In Pybit, you can easily query historical volatility for options. This feature allows you to analyze how volatile an asset has been over a specific period, which is invaluable for making informed trading decisions.
To query historical volatility:
historical_volatility = session.get_historical_volatility(
category="option",
baseCoin="ETH",
period=30,
)
print(historical_volatility)
In this example, we query the historical volatility of Ethereum (ETH) options with a period of 30 days.
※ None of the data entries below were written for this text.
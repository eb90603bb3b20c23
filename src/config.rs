use anyhow::{Context, Result};
use serde::Deserialize;
use std::path::Path;
use std::time::Duration;
use tokio::fs;

#[derive(Debug, Deserialize, Clone)]
pub struct Config {
    #[serde(default = "default_host")]
    pub host: String,
    #[serde(default = "default_port")]
    pub port: u16,

    #[serde(default)]
    pub scanner: ScannerConfig,

    #[serde(default)]
    pub storage: StorageConfig,

    #[serde(default)]
    pub logging: LoggingConfig,
}

#[derive(Debug, Deserialize, Clone)]
pub struct ScannerConfig {
    /// Coalescing window for DOM mutation bursts.
    #[serde(default = "default_debounce_ms")]
    pub debounce_ms: u64,
    /// Wait after an in-page navigation before rescanning, so the new
    /// page's content has populated.
    #[serde(default = "default_settle_delay_ms")]
    pub settle_delay_ms: u64,
}

impl ScannerConfig {
    pub fn debounce(&self) -> Duration {
        Duration::from_millis(self.debounce_ms)
    }

    pub fn settle_delay(&self) -> Duration {
        Duration::from_millis(self.settle_delay_ms)
    }
}

#[derive(Debug, Deserialize, Clone)]
pub struct StorageConfig {
    /// "sqlite" for a durable store, "memory" for an ephemeral one.
    #[serde(default = "default_storage_backend")]
    pub backend: String,
    #[serde(default = "default_sqlite_path")]
    pub sqlite_path: String,
}

#[derive(Debug, Deserialize, Clone)]
pub struct LoggingConfig {
    #[serde(default = "default_log_level")]
    pub level: String,
}

// Defaults
fn default_host() -> String {
    "127.0.0.1".to_string()
}
fn default_port() -> u16 {
    8390
}
fn default_debounce_ms() -> u64 {
    100
}
fn default_settle_delay_ms() -> u64 {
    1000
}
fn default_storage_backend() -> String {
    "sqlite".to_string()
}
fn default_sqlite_path() -> String {
    "chan-nope.db".to_string()
}
fn default_log_level() -> String {
    "info".to_string()
}

impl Default for Config {
    fn default() -> Self {
        Self {
            host: default_host(),
            port: default_port(),
            scanner: ScannerConfig::default(),
            storage: StorageConfig::default(),
            logging: LoggingConfig::default(),
        }
    }
}

impl Default for ScannerConfig {
    fn default() -> Self {
        Self {
            debounce_ms: default_debounce_ms(),
            settle_delay_ms: default_settle_delay_ms(),
        }
    }
}

impl Default for StorageConfig {
    fn default() -> Self {
        Self {
            backend: default_storage_backend(),
            sqlite_path: default_sqlite_path(),
        }
    }
}

impl Default for LoggingConfig {
    fn default() -> Self {
        Self {
            level: default_log_level(),
        }
    }
}

impl Config {
    pub async fn load(path: impl AsRef<Path>) -> Result<Self> {
        let contents = fs::read_to_string(path)
            .await
            .context("Failed to read config file")?;
        let config: Config = toml::from_str(&contents).context("Failed to parse config TOML")?;
        Ok(config)
    }
}

#[cfg(test)]
mod tests {
    use super::*;

    #[test]
    fn test_defaults() {
        let config = Config::default();
        assert_eq!(config.scanner.debounce(), Duration::from_millis(100));
        assert_eq!(config.scanner.settle_delay(), Duration::from_millis(1000));
        assert_eq!(config.storage.backend, "sqlite");
    }

    #[test]
    fn test_partial_toml_falls_back_to_defaults() {
        let config: Config = toml::from_str(
            r#"
            port = 9000

            [scanner]
            debounce_ms = 250
            "#,
        )
        .unwrap();
        assert_eq!(config.port, 9000);
        assert_eq!(config.host, "127.0.0.1");
        assert_eq!(config.scanner.debounce_ms, 250);
        assert_eq!(config.scanner.settle_delay_ms, 1000);
    }
}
The response includes the volatility value and the corresponding timestamp, giving you a clear view of the asset’s volatility over the selected period.
Using this function, you can gain a deeper understanding of the market’s behavior, enabling you to make more strategic decisions in options trading. Remember, understanding volatility is key to navigating the options market effectively.